— Materials provided —
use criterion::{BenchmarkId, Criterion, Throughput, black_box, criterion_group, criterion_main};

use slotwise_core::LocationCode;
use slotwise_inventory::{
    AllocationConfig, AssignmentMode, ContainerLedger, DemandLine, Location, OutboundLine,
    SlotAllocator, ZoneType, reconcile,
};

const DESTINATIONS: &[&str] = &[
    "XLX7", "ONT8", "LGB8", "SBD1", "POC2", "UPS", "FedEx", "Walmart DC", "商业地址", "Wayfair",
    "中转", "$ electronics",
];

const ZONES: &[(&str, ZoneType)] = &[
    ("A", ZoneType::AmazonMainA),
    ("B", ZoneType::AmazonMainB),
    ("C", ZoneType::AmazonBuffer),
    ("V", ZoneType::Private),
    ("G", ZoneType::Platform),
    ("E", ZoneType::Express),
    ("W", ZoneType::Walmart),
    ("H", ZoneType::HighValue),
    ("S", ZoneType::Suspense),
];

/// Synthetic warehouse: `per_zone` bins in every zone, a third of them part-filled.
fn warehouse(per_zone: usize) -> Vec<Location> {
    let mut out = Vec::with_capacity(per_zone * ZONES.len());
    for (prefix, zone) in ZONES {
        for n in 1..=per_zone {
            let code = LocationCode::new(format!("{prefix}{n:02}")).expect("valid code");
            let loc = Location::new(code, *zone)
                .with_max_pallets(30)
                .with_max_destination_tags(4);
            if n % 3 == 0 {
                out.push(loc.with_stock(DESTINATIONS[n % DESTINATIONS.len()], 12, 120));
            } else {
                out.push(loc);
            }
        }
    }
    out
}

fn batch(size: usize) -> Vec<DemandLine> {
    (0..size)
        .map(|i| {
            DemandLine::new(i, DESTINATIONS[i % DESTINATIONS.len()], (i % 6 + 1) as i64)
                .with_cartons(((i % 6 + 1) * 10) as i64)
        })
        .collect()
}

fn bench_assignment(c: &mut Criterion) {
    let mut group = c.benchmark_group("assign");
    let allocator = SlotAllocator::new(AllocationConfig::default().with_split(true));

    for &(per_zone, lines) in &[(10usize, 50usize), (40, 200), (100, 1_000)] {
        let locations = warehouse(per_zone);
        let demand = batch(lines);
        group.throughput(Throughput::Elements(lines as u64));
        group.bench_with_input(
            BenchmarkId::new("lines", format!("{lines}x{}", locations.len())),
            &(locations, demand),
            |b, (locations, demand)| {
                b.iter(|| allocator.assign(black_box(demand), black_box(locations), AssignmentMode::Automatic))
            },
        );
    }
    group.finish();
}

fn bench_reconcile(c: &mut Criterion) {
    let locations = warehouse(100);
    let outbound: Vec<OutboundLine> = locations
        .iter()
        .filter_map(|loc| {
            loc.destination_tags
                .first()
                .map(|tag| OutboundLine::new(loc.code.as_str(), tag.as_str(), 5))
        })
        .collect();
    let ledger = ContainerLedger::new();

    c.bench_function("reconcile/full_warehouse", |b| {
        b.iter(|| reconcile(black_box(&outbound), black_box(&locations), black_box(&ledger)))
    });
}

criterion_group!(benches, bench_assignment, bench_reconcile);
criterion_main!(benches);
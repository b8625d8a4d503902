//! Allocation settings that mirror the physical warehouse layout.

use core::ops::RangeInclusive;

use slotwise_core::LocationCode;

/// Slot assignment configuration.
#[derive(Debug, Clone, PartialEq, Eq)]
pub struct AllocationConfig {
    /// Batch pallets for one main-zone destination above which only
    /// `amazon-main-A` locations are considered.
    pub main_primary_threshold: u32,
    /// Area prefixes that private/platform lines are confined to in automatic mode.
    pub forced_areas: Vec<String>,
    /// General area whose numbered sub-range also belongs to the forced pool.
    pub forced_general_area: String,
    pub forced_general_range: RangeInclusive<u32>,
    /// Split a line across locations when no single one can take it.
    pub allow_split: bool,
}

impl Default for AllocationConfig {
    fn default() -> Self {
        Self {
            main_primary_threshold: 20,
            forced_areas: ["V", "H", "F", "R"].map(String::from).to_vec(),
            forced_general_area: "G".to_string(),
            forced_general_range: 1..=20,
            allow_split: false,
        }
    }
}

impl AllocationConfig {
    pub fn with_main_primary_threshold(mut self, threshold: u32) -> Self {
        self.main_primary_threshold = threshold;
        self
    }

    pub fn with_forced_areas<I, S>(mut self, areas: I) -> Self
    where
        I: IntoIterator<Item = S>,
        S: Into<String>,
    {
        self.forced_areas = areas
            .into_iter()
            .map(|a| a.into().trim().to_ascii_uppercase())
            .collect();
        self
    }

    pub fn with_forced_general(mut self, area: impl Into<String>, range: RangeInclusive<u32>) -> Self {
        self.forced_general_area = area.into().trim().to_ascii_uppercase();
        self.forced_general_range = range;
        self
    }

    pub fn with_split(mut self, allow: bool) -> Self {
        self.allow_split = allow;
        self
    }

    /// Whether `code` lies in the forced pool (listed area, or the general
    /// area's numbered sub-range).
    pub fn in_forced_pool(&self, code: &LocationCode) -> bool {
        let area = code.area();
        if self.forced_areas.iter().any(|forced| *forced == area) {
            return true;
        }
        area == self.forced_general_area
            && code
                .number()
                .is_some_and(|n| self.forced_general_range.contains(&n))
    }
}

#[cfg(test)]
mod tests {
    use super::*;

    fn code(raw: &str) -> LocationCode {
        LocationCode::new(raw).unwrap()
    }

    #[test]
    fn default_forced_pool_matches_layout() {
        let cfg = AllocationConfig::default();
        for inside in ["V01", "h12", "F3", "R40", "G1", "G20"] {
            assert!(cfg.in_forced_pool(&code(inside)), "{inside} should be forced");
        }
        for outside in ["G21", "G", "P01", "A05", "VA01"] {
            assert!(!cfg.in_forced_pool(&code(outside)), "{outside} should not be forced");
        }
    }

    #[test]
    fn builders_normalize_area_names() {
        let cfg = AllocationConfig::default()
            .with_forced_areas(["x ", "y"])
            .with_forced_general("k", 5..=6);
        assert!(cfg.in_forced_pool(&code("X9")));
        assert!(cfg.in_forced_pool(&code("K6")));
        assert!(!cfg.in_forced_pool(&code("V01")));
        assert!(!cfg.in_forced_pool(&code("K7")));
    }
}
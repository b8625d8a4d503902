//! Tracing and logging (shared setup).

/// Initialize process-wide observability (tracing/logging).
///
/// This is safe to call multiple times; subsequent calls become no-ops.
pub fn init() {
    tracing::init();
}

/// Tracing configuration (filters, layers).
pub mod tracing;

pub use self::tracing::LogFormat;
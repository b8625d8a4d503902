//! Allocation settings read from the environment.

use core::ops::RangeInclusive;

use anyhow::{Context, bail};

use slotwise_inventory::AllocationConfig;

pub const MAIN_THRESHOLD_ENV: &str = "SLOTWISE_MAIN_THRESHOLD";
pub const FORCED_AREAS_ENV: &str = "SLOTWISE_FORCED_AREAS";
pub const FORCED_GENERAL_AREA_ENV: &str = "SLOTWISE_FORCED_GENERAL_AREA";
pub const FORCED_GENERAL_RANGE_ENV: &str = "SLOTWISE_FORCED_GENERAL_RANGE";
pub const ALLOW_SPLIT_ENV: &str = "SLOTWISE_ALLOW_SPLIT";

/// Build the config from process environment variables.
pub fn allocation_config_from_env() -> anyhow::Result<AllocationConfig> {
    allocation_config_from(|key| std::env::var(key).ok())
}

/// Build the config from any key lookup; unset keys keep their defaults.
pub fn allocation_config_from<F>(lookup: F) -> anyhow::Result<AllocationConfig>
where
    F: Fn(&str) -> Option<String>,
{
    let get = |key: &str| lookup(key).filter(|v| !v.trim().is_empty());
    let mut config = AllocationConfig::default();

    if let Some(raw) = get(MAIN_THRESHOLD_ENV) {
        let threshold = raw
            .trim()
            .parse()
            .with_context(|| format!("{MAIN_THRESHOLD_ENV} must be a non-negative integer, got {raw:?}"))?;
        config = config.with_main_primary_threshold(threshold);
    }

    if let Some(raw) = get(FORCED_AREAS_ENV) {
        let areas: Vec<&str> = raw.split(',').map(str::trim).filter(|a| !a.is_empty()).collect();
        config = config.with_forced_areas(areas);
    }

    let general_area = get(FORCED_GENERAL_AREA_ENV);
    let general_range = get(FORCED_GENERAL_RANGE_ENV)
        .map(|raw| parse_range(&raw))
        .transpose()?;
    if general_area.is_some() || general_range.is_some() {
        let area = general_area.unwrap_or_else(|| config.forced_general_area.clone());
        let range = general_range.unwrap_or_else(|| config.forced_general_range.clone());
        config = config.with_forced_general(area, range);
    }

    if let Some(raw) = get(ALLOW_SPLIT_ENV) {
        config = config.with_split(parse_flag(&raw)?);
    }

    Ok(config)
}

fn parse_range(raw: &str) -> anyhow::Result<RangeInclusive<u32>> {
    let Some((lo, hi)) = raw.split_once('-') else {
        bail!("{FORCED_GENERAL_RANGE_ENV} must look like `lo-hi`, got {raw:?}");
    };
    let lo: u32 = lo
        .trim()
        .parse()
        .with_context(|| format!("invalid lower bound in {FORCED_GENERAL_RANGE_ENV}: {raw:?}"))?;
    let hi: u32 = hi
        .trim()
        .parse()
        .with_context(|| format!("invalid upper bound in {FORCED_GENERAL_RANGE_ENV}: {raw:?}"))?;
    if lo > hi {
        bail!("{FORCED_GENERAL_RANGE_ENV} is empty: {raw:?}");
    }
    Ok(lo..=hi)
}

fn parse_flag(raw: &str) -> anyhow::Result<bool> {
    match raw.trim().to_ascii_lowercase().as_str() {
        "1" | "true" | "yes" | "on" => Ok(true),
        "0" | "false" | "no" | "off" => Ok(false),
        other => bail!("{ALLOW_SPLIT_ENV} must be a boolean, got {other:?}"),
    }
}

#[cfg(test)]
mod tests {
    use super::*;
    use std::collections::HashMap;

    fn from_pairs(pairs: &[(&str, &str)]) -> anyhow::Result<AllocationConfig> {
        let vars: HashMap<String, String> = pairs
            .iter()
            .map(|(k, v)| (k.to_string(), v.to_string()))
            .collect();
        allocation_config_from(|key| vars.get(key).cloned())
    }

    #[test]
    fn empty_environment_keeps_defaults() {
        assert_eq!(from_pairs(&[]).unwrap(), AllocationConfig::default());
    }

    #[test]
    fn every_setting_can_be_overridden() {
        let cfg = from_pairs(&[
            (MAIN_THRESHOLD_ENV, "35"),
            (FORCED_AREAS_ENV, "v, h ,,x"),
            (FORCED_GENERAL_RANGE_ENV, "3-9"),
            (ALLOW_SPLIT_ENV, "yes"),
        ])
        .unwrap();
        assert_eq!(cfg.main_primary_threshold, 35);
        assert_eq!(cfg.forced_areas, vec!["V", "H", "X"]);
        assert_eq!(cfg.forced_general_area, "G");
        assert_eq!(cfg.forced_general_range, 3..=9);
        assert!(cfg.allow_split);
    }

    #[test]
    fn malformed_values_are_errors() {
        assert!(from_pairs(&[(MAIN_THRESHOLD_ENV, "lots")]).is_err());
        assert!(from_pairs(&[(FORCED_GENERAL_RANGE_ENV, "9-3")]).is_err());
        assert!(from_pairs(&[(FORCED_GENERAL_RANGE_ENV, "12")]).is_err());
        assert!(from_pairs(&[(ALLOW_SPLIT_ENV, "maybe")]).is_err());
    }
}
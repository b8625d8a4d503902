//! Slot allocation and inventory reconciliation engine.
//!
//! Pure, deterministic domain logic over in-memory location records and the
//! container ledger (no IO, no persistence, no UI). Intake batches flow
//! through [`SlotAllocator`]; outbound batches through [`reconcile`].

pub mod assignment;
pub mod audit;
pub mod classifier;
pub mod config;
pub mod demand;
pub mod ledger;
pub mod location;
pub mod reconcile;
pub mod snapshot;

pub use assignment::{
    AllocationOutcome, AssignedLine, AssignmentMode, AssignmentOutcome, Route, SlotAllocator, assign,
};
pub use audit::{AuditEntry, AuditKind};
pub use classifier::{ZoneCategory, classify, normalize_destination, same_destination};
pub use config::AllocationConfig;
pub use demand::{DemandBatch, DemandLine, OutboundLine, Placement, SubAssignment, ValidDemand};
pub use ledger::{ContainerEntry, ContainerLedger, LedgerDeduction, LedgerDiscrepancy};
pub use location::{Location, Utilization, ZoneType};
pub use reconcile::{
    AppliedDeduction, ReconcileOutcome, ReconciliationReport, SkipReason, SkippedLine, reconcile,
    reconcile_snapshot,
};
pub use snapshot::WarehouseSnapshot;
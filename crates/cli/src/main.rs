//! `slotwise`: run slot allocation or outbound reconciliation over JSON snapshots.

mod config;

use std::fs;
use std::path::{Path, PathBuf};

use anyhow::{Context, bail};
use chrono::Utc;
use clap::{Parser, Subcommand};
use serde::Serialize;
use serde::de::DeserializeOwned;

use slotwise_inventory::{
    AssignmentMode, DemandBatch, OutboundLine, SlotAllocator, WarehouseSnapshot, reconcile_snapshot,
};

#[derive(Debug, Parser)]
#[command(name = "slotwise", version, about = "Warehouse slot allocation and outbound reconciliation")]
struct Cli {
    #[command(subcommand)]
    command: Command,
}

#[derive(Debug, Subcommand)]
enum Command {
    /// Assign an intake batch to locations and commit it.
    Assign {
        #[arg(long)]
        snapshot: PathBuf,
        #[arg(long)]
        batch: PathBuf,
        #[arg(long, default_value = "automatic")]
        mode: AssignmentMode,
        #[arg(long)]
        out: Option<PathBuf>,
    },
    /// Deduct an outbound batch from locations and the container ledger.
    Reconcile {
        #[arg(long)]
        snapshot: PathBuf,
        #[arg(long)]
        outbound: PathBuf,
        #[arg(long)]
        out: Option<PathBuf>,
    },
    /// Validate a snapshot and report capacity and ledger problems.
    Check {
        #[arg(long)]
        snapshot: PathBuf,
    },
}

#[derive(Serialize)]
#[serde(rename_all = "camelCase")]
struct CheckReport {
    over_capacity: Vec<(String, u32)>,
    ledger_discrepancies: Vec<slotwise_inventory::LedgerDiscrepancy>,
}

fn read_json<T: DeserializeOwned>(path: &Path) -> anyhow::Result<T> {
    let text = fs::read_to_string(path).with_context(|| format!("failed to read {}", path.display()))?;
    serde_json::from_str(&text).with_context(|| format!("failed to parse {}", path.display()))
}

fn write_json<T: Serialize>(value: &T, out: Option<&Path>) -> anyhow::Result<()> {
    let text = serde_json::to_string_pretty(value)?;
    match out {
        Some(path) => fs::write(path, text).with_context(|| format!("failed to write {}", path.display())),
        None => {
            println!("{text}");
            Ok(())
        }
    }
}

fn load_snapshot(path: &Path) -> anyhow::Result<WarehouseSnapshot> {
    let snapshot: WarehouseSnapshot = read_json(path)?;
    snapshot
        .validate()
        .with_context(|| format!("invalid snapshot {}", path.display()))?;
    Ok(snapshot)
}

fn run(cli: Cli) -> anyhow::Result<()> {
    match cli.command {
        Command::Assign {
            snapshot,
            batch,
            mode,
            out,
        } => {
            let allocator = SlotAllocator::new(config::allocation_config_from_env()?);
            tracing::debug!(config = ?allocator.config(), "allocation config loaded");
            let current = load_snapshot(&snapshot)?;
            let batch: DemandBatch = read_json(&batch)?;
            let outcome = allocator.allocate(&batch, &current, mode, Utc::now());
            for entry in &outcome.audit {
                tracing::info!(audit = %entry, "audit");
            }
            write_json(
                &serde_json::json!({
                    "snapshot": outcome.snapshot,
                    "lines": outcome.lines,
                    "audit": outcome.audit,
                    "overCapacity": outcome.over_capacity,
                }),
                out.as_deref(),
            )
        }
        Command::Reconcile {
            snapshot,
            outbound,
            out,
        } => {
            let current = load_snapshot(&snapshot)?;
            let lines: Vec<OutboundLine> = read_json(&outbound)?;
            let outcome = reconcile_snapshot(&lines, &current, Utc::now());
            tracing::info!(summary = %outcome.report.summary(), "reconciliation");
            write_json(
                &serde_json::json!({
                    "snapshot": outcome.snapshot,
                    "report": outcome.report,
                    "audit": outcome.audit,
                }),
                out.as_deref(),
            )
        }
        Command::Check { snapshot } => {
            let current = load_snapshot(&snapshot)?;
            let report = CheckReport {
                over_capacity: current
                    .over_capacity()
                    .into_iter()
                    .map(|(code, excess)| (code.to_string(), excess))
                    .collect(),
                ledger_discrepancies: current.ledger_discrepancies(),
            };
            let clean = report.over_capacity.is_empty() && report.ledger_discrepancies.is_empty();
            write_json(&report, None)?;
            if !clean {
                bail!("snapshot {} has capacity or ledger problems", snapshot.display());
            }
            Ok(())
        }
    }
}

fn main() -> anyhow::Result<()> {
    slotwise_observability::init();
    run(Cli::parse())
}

— Problem —
If a line of the records above holds the word "batches", show it.

— Answer to this task —
//! container ledger (no IO, no persistence, no UI). Intake batches flow
//! through [`SlotAllocator`]; outbound batches through [`reconcile`].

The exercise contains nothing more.